Task instructions: Report back each line of the records that contains the string "await".

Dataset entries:
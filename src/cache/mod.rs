pub mod store;

use crate::model::QueryParams;
use chrono::Utc;
use std::sync::Arc;
use store::{CacheEntry, CacheStore};
use tracing::{debug, warn};

/// Fingerprint of a generation request.
///
/// The prompt is length-prefixed so no prompt can run into the params text,
/// and the params are serialized with sorted keys.
pub fn fingerprint(prompt: &str, params: &QueryParams) -> String {
    let mut hasher = blake3::Hasher::new();
    hasher.update(&(prompt.len() as u64).to_le_bytes());
    hasher.update(prompt.as_bytes());
    hasher.update(params.canonical_json().as_bytes());
    hasher.finalize().to_hex().to_string()
}

/// Fingerprint-keyed module cache.
///
/// Store failures are logged and never returned: a lookup failure reads as a
/// miss and a write failure as `false`.
#[derive(Clone)]
pub struct ModuleCache {
    store: Arc<dyn CacheStore>,
}

impl ModuleCache {
    pub fn new(store: Arc<dyn CacheStore>) -> Self {
        Self { store }
    }

    pub async fn get(&self, prompt: &str, params: &QueryParams) -> Option<String> {
        let key = fingerprint(prompt, params);
        match self.store.load(&key).await {
            Ok(found) => found,
            Err(e) => {
                warn!(fingerprint = %key, error = %e, "Cache get failed, treating as miss");
                None
            }
        }
    }

    pub async fn set(&self, prompt: &str, params: &QueryParams, module_source: &str) -> bool {
        let key = fingerprint(prompt, params);
        let entry = CacheEntry {
            fingerprint: key.clone(),
            query_params: params.canonical_json(),
            module_source: module_source.to_string(),
            created_at: Utc::now(),
        };

        match self.store.upsert(entry).await {
            Ok(()) => {
                debug!(fingerprint = %key, "Cached module");
                true
            }
            Err(e) => {
                warn!(fingerprint = %key, error = %e, "Cache set failed");
                false
            }
        }
    }

    pub async fn close(&self) {
        if let Err(e) = self.store.close().await {
            warn!(error = %e, "Closing cache store failed");
        }
    }
}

Response to the exercise:
        match self.store.load(&key).await {
        match self.store.upsert(entry).await {
        if let Err(e) = self.store.close().await {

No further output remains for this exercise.